- [What is being asked]: Beginning with the opening line, restate the following material exactly, up through the line that contains "pub struct BinningConfig".

++++ Information provided

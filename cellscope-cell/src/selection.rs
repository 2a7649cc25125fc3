//! Region-of-interest selection across the six cell-parameter histograms.
//!
//! A [`SelectionSession`] owns the crystal population and the selection
//! state. Every region change recomputes the included/excluded split from
//! scratch: a crystal is included only if it lies inside every active
//! region. Crystals are referred to by their index in the population.

use crate::Histogram;
use cellscope_core::{CellParameter, Centering, Crystal};
use std::collections::BTreeMap;

#[cfg(feature = "serde")]
use serde::{Deserialize, Serialize};

/// Configuration for histogram binning.
#[derive(Debug, Clone, Copy, PartialEq, Eq)]
#[cfg_attr(feature = "serde", derive(Serialize, Deserialize))]
pub struct BinningConfig {
    /// Bin count used when the session is created.
    pub initial_bins: usize,
    /// Lower clamp for resolution changes.
    pub min_bins: usize,
    /// Upper clamp for resolution changes.
    pub max_bins: usize,
}

impl Default for BinningConfig {
    fn default() -> Self {
        Self {
            initial_bins: 32,
            min_bins: 2,
            max_bins: 512,
        }
    }
}

impl BinningConfig {
    /// Creates a binning configuration with default values.
    #[must_use]
    pub fn new() -> Self {
        Self::default()
    }

    /// Sets the initial bin count.
    #[must_use]
    pub fn with_initial_bins(mut self, bins: usize) -> Self {
        self.initial_bins = bins;
        self
    }

    fn clamp(&self, bins: usize) -> usize {
        bins.clamp(self.min_bins, self.max_bins)
    }
}

/// Closed interval on one cell parameter.
#[derive(Debug, Clone, Copy, PartialEq)]
#[cfg_attr(feature = "serde", derive(Serialize, Deserialize))]
pub struct Region {
    /// Lower bound (inclusive).
    pub lo: f64,
    /// Upper bound (inclusive).
    pub hi: f64,
}

impl Region {
    /// Creates a region, swapping the bounds if needed.
    #[must_use]
    pub fn new(a: f64, b: f64) -> Self {
        Self {
            lo: a.min(b),
            hi: a.max(b),
        }
    }

    /// True if `value` lies inside the region.
    #[inline]
    #[must_use]
    pub fn contains(&self, value: f64) -> bool {
        value >= self.lo && value <= self.hi
    }
}

/// Selection state and histogram of one cell parameter.
#[derive(Debug, Clone)]
pub struct SelectionDimension {
    parameter: CellParameter,
    region: Option<Region>,
    selected: bool,
    bins: usize,
    range: (f64, f64),
    histogram: Histogram,
}

impl SelectionDimension {
    fn new(parameter: CellParameter, range: (f64, f64), bins: usize) -> Self {
        Self {
            parameter,
            region: None,
            selected: false,
            bins,
            range,
            histogram: Histogram::default(),
        }
    }

    /// The cell parameter this dimension filters.
    #[must_use]
    pub fn parameter(&self) -> CellParameter {
        self.parameter
    }

    /// Active region, if any.
    #[must_use]
    pub fn region(&self) -> Option<Region> {
        self.region
    }

    /// True while a region is selected on this dimension.
    #[must_use]
    pub fn is_selected(&self) -> bool {
        self.selected
    }

    /// Bin count this dimension's histogram was last built with.
    #[must_use]
    pub fn bins(&self) -> usize {
        self.bins
    }

    /// Value range of the full population on this dimension.
    #[must_use]
    pub fn range(&self) -> (f64, f64) {
        self.range
    }

    /// Current histogram.
    #[must_use]
    pub fn histogram(&self) -> &Histogram {
        &self.histogram
    }
}

/// Interactive filter over a crystal population.
#[derive(Debug, Clone)]
pub struct SelectionSession {
    population: Vec<Crystal>,
    dimensions: Vec<SelectionDimension>,
    included: Vec<usize>,
    excluded: Vec<usize>,
    binning: BinningConfig,
    bins: usize,
}

impl SelectionSession {
    /// Creates a session with no active regions: every crystal is included.
    #[must_use]
    pub fn new(population: Vec<Crystal>, binning: BinningConfig) -> Self {
        let bins = binning.clamp(binning.initial_bins);
        let dimensions = CellParameter::ALL
            .into_iter()
            .map(|parameter| {
                let range = population
                    .iter()
                    .map(|crystal| crystal.parameter(parameter))
                    .fold(None, |acc: Option<(f64, f64)>, v| match acc {
                        Some((lo, hi)) => Some((lo.min(v), hi.max(v))),
                        None => Some((v, v)),
                    })
                    .unwrap_or((0.0, 0.0));
                SelectionDimension::new(parameter, range, bins)
            })
            .collect();

        let mut session = Self {
            included: (0..population.len()).collect(),
            excluded: Vec::new(),
            population,
            dimensions,
            binning,
            bins,
        };
        session.refresh_histograms();
        session
    }

    /// The full population.
    #[must_use]
    pub fn population(&self) -> &[Crystal] {
        &self.population
    }

    /// All six dimensions in evaluation order.
    #[must_use]
    pub fn dimensions(&self) -> &[SelectionDimension] {
        &self.dimensions
    }

    /// One dimension.
    #[must_use]
    pub fn dimension(&self, parameter: CellParameter) -> &SelectionDimension {
        &self.dimensions[parameter.index()]
    }

    /// Indices of crystals inside every active region, in population order.
    #[must_use]
    pub fn included(&self) -> &[usize] {
        &self.included
    }

    /// Indices of crystals outside at least one active region.
    #[must_use]
    pub fn excluded(&self) -> &[usize] {
        &self.excluded
    }

    /// Included crystals.
    pub fn included_crystals(&self) -> impl Iterator<Item = &Crystal> + '_ {
        self.included.iter().map(|&i| &self.population[i])
    }

    /// Shared bin count.
    #[must_use]
    pub fn bins(&self) -> usize {
        self.bins
    }

    /// True once every dimension has a selected region.
    #[must_use]
    pub fn is_ready(&self) -> bool {
        self.dimensions.iter().all(SelectionDimension::is_selected)
    }

    /// Dimensions without a selected region.
    #[must_use]
    pub fn unselected(&self) -> Vec<CellParameter> {
        self.dimensions
            .iter()
            .filter(|d| !d.selected)
            .map(SelectionDimension::parameter)
            .collect()
    }

    /// Sets the region of interest on one dimension and recomputes the
    /// selection.
    ///
    /// Equal bounds clear the dimension's region instead.
    #[allow(clippy::float_cmp)]
    pub fn set_region(&mut self, parameter: CellParameter, lo: f64, hi: f64) {
        let dimension = &mut self.dimensions[parameter.index()];
        if lo == hi {
            dimension.region = None;
            dimension.selected = false;
            log::debug!("{parameter}: region cleared");
        } else {
            let region = Region::new(lo, hi);
            dimension.region = Some(region);
            dimension.selected = true;
            log::debug!("{parameter}: region [{}, {}]", region.lo, region.hi);
        }
        self.recompute();
    }

    /// Clears every region.
    pub fn reset(&mut self) {
        for dimension in &mut self.dimensions {
            dimension.region = None;
            dimension.selected = false;
        }
        self.recompute();
    }

    /// Doubles the bin count of selected dimensions, up to the configured maximum.
    pub fn increase_resolution(&mut self) {
        self.set_bins(self.bins.saturating_mul(2));
    }

    /// Halves the bin count of selected dimensions, down to the configured minimum.
    pub fn decrease_resolution(&mut self) {
        self.set_bins(self.bins / 2);
    }

    fn set_bins(&mut self, bins: usize) {
        self.bins = self.binning.clamp(bins);
        for dimension in &mut self.dimensions {
            if dimension.selected {
                dimension.bins = self.bins;
            }
        }
        self.refresh_histograms();
    }

    fn recompute(&mut self) {
        let active: Vec<(CellParameter, Region)> = self
            .dimensions
            .iter()
            .filter_map(|d| d.region.map(|r| (d.parameter, r)))
            .collect();

        self.included.clear();
        self.excluded.clear();
        for (index, crystal) in self.population.iter().enumerate() {
            let inside = active
                .iter()
                .all(|(parameter, region)| region.contains(crystal.parameter(*parameter)));
            if inside {
                self.included.push(index);
            } else {
                self.excluded.push(index);
            }
        }

        log::debug!(
            "selection: {} included, {} excluded over {} active regions",
            self.included.len(),
            self.excluded.len(),
            active.len()
        );
        self.refresh_histograms();
    }

    fn refresh_histograms(&mut self) {
        for dimension in &mut self.dimensions {
            let parameter = dimension.parameter;
            let mut included: BTreeMap<Centering, Vec<f64>> = BTreeMap::new();
            for &i in &self.included {
                let crystal = &self.population[i];
                included
                    .entry(crystal.centering)
                    .or_default()
                    .push(crystal.parameter(parameter));
            }
            let excluded = self
                .excluded
                .iter()
                .map(|&i| self.population[i].parameter(parameter))
                .collect();
            dimension.histogram = Histogram::build(included, excluded, dimension.range, dimension.bins);
        }
    }
}
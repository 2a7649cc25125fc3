//! Binned cell-parameter histograms.
//!
//! Histograms are display data only: they are rebuilt after every selection
//! change and never feed back into the selection itself.
#![allow(
    clippy::cast_possible_truncation,
    clippy::cast_sign_loss,
    clippy::cast_precision_loss
)]

use cellscope_core::Centering;
use std::collections::BTreeMap;

#[cfg(feature = "serde")]
use serde::{Deserialize, Serialize};

/// Histogram of one cell parameter, split by centering and by selection state.
#[derive(Debug, Clone, Default, PartialEq)]
#[cfg_attr(feature = "serde", derive(Serialize, Deserialize))]
pub struct Histogram {
    /// Bin edges, `bins + 1` values.
    pub edges: Vec<f64>,
    /// Included values per centering.
    pub included: BTreeMap<Centering, Vec<f64>>,
    /// Excluded values, any centering.
    pub excluded: Vec<f64>,
    /// Bin counts of included values per centering.
    pub included_counts: BTreeMap<Centering, Vec<usize>>,
    /// Bin counts of excluded values.
    pub excluded_counts: Vec<usize>,
}

impl Histogram {
    /// Bins the partitioned values over `range` with `bins` equal-width bins.
    ///
    /// A zero-width range is widened by half a unit on each side.
    #[must_use]
    pub fn build(
        included: BTreeMap<Centering, Vec<f64>>,
        excluded: Vec<f64>,
        range: (f64, f64),
        bins: usize,
    ) -> Self {
        let bins = bins.max(1);
        let (lo, hi) = if range.1 > range.0 {
            range
        } else {
            (range.0 - 0.5, range.0 + 0.5)
        };
        let width = (hi - lo) / bins as f64;
        let edges = (0..=bins).map(|i| lo + width * i as f64).collect();

        let count = |values: &[f64]| {
            let mut counts = vec![0usize; bins];
            for &value in values {
                if value < lo || value > hi || value.is_nan() {
                    continue;
                }
                let bin = (((value - lo) / width) as usize).min(bins - 1);
                counts[bin] += 1;
            }
            counts
        };

        let included_counts = included
            .iter()
            .map(|(&centering, values)| (centering, count(values)))
            .collect();
        let excluded_counts = count(&excluded);

        Self {
            edges,
            included,
            excluded,
            included_counts,
            excluded_counts,
        }
    }

    /// Number of bins.
    #[must_use]
    pub fn bins(&self) -> usize {
        self.edges.len().saturating_sub(1)
    }

    /// Included counts summed over every centering.
    #[must_use]
    pub fn total_included_counts(&self) -> Vec<usize> {
        let mut totals = vec![0usize; self.bins()];
        for counts in self.included_counts.values() {
            for (total, count) in totals.iter_mut().zip(counts) {
                *total += count;
            }
        }
        totals
    }

    /// Number of included values.
    #[must_use]
    pub fn included_len(&self) -> usize {
        self.included.values().map(Vec::len).sum()
    }
}

#[cfg(test)]
mod tests {
    use super::*;

    #[test]
    fn test_build_counts() {
        let mut included = BTreeMap::new();
        included.insert(Centering::P, vec![0.0, 0.5, 9.9, 10.0]);
        included.insert(Centering::C, vec![5.0]);
        let histogram = Histogram::build(included, vec![2.5, 7.5], (0.0, 10.0), 4);

        assert_eq!(histogram.bins(), 4);
        assert_eq!(histogram.included_counts[&Centering::P], vec![2, 0, 0, 2]);
        assert_eq!(histogram.included_counts[&Centering::C], vec![0, 0, 1, 0]);
        assert_eq!(histogram.excluded_counts, vec![0, 1, 0, 1]);
        assert_eq!(histogram.total_included_counts(), vec![2, 0, 1, 2]);
        assert_eq!(histogram.included_len(), 5);
    }

    #[test]
    fn test_zero_width_range() {
        let mut included = BTreeMap::new();
        included.insert(Centering::I, vec![90.0, 90.0]);
        let histogram = Histogram::build(included, Vec::new(), (90.0, 90.0), 2);
        assert!((histogram.edges[0] - 89.5).abs() < 1e-12);
        assert_eq!(histogram.included_counts[&Centering::I], vec![0, 2]);
    }
}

++++++++

- [Solution to this task]:
filename cellscope-cell/src/selection.rs
repository 2a7649cc25125fc3
//! Region-of-interest selection across the six cell-parameter histograms.
//!
//! A [`SelectionSession`] owns the crystal population and the selection
//! state. Every region change recomputes the included/excluded split from
//! scratch: a crystal is included only if it lies inside every active
//! region. Crystals are referred to by their index in the population.

use crate::Histogram;
use cellscope_core::{CellParameter, Centering, Crystal};
use std::collections::BTreeMap;

#[cfg(feature = "serde")]
use serde::{Deserialize, Serialize};

/// Configuration for histogram binning.
#[derive(Debug, Clone, Copy, PartialEq, Eq)]
#[cfg_attr(feature = "serde", derive(Serialize, Deserialize))]
pub struct BinningConfig {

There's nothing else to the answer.